== Segment start ==

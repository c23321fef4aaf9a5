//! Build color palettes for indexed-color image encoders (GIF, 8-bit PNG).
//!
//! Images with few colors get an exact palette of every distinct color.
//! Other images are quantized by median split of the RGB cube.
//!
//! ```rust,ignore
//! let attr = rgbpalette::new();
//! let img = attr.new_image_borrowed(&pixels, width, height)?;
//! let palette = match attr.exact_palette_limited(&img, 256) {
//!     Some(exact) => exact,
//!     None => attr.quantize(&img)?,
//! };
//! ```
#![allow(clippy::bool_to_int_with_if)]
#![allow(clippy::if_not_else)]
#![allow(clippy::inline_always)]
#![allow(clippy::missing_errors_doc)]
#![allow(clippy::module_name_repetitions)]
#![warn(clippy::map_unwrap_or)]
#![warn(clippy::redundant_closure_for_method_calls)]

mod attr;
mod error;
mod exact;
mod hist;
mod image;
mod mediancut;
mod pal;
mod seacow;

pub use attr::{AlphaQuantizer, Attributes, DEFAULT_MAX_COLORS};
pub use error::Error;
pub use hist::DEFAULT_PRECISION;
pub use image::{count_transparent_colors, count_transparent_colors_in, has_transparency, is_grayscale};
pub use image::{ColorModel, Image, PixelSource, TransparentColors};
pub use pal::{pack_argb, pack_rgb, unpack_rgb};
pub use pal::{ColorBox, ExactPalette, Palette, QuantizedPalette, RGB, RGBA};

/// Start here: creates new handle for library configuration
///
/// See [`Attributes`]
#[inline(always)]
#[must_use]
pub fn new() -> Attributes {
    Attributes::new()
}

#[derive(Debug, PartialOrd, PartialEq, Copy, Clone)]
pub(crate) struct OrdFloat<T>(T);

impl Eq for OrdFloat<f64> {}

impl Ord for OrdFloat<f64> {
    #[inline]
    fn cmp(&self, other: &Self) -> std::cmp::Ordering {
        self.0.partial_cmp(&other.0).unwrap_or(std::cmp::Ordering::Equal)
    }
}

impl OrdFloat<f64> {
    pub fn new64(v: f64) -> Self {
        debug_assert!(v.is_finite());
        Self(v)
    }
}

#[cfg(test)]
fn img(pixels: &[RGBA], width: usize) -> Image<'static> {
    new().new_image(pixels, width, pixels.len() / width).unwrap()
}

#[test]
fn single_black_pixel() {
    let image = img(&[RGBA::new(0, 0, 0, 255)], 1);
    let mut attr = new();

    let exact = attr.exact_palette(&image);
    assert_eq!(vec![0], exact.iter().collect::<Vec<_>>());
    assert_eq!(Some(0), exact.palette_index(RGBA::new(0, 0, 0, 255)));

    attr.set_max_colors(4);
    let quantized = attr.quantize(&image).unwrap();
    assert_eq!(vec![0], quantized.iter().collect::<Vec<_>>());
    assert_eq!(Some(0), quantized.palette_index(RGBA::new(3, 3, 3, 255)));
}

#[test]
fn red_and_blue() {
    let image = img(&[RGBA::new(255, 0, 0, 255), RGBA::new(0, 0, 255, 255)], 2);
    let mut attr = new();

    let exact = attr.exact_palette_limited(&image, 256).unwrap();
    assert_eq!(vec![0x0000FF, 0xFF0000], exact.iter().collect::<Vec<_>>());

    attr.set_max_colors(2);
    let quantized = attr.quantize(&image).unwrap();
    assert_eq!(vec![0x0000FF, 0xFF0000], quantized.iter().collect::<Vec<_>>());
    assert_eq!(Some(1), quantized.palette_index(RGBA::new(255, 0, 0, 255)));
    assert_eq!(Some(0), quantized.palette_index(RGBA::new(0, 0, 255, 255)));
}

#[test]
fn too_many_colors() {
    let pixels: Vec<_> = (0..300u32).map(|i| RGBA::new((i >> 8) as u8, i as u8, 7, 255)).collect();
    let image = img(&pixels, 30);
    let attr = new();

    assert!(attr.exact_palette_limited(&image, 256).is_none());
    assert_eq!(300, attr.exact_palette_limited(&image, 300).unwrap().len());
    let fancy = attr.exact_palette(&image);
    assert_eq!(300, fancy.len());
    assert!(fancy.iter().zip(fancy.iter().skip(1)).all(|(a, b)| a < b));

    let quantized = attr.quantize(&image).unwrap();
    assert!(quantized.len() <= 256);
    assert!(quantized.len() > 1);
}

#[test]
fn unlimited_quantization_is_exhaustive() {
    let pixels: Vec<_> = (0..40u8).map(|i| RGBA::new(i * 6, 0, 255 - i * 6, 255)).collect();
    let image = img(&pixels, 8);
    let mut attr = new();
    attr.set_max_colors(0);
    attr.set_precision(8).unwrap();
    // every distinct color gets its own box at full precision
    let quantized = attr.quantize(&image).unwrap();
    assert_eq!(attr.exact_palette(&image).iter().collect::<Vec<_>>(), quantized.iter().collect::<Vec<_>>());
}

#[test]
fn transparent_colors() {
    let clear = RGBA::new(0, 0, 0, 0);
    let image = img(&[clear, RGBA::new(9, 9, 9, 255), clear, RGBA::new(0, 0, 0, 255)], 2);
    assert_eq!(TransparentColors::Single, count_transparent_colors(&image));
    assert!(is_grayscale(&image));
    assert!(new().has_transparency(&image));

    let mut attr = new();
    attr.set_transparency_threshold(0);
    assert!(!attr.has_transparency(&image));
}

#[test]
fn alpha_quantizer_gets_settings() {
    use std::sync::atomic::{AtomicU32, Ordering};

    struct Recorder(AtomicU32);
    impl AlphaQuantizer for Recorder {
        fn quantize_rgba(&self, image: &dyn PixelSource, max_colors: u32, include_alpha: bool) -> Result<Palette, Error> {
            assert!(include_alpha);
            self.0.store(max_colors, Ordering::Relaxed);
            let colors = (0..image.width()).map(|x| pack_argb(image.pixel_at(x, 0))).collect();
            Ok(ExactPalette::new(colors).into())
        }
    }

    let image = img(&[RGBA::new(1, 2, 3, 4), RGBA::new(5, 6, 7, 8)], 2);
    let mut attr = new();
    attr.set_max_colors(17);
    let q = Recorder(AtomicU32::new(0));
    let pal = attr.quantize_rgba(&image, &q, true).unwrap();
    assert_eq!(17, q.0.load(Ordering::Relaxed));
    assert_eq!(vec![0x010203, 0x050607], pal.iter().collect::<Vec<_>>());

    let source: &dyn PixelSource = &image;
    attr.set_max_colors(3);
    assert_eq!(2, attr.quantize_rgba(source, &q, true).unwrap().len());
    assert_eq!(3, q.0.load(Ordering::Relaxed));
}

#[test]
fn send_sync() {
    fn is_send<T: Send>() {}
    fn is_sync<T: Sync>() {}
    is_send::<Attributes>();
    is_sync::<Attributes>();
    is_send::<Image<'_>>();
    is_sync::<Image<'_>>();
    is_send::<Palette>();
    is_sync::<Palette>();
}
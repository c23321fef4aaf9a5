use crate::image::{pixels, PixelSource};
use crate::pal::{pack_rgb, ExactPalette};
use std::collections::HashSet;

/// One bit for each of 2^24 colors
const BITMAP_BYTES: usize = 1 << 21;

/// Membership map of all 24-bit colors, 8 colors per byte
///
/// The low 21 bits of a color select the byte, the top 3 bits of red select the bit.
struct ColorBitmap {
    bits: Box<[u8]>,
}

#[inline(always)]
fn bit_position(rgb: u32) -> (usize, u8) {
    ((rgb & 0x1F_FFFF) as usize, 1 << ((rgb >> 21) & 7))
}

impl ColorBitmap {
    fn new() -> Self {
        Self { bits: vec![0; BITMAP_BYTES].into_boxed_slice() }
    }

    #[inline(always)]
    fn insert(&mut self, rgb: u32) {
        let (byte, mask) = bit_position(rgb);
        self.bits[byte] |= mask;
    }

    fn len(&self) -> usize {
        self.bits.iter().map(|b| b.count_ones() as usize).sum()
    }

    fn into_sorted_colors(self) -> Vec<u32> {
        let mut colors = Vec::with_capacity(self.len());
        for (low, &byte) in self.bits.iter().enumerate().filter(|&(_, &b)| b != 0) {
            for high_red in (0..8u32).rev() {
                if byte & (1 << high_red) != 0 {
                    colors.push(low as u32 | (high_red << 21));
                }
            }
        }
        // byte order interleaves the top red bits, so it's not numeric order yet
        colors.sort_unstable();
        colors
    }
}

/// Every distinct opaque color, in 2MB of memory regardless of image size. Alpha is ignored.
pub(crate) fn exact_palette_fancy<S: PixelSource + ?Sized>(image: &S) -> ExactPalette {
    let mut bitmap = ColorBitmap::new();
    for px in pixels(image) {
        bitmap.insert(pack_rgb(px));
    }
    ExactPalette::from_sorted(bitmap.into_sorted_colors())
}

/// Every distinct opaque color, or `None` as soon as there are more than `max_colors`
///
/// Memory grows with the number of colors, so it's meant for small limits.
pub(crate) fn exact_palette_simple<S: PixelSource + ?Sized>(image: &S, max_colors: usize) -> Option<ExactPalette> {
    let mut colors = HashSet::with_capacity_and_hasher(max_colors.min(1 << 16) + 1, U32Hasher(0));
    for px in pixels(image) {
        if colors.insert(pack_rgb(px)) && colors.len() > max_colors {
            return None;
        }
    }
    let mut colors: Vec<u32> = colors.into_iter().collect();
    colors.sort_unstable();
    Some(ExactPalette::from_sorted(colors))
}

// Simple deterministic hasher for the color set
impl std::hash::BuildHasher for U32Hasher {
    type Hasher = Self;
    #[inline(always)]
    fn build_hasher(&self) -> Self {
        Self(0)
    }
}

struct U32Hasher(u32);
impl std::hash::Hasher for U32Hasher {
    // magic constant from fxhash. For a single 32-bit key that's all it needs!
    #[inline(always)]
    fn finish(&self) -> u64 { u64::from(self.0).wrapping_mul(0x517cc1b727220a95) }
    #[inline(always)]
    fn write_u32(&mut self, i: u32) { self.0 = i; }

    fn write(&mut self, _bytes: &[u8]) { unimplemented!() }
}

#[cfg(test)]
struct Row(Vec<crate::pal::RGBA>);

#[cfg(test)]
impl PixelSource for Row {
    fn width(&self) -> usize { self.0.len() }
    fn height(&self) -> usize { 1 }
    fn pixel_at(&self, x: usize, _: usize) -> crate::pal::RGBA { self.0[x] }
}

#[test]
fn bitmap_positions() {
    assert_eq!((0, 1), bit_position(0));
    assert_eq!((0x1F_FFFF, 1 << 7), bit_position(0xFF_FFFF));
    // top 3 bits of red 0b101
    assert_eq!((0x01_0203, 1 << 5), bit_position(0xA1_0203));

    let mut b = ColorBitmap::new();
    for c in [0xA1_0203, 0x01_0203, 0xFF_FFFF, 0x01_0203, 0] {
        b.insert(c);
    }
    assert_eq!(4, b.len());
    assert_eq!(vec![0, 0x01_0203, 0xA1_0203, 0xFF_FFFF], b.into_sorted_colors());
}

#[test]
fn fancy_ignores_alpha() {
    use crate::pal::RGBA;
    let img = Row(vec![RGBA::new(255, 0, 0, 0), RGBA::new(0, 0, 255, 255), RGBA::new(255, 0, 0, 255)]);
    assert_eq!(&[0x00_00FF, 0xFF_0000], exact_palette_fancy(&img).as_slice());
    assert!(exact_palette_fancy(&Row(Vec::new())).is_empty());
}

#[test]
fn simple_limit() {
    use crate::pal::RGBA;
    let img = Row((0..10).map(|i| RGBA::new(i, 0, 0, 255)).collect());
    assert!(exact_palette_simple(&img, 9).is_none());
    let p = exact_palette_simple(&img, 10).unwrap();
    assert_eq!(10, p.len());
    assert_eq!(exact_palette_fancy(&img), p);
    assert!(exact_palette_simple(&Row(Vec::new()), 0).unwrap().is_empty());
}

== Segment end ==

◆ TASK DIRECTIONS ◆
Copy exactly the lines from the one with "impl std::hash::BuildHasher for" down to the last line of the records above, and leave out everything else.

◆ OUTPUT FOR THIS EXERCISE ◆
impl std::hash::BuildHasher for U32Hasher {
    type Hasher = Self;
    #[inline(always)]
    fn build_hasher(&self) -> Self {
        Self(0)
    }
}

struct U32Hasher(u32);
impl std::hash::Hasher for U32Hasher {
    // magic constant from fxhash. For a single 32-bit key that's all it needs!
    #[inline(always)]
    fn finish(&self) -> u64 { u64::from(self.0).wrapping_mul(0x517cc1b727220a95) }
    #[inline(always)]
    fn write_u32(&mut self, i: u32) { self.0 = i; }

    fn write(&mut self, _bytes: &[u8]) { unimplemented!() }
}

#[cfg(test)]
struct Row(Vec<crate::pal::RGBA>);

#[cfg(test)]
impl PixelSource for Row {
    fn width(&self) -> usize { self.0.len() }
    fn height(&self) -> usize { 1 }
    fn pixel_at(&self, x: usize, _: usize) -> crate::pal::RGBA { self.0[x] }
}

#[test]
fn bitmap_positions() {
    assert_eq!((0, 1), bit_position(0));
    assert_eq!((0x1F_FFFF, 1 << 7), bit_position(0xFF_FFFF));
    // top 3 bits of red 0b101
    assert_eq!((0x01_0203, 1 << 5), bit_position(0xA1_0203));

    let mut b = ColorBitmap::new();
    for c in [0xA1_0203, 0x01_0203, 0xFF_FFFF, 0x01_0203, 0] {
        b.insert(c);
    }
    assert_eq!(4, b.len());
    assert_eq!(vec![0, 0x01_0203, 0xA1_0203, 0xFF_FFFF], b.into_sorted_colors());
}

#[test]
fn fancy_ignores_alpha() {
    use crate::pal::RGBA;
    let img = Row(vec![RGBA::new(255, 0, 0, 0), RGBA::new(0, 0, 255, 255), RGBA::new(255, 0, 0, 255)]);
    assert_eq!(&[0x00_00FF, 0xFF_0000], exact_palette_fancy(&img).as_slice());
    assert!(exact_palette_fancy(&Row(Vec::new())).is_empty());
}

#[test]
fn simple_limit() {
    use crate::pal::RGBA;
    let img = Row((0..10).map(|i| RGBA::new(i, 0, 0, 255)).collect());
    assert!(exact_palette_simple(&img, 9).is_none());
    let p = exact_palette_simple(&img, 10).unwrap();
    assert_eq!(10, p.len());
    assert_eq!(exact_palette_fancy(&img), p);
    assert!(exact_palette_simple(&Row(Vec::new()), 0).unwrap().is_empty());
}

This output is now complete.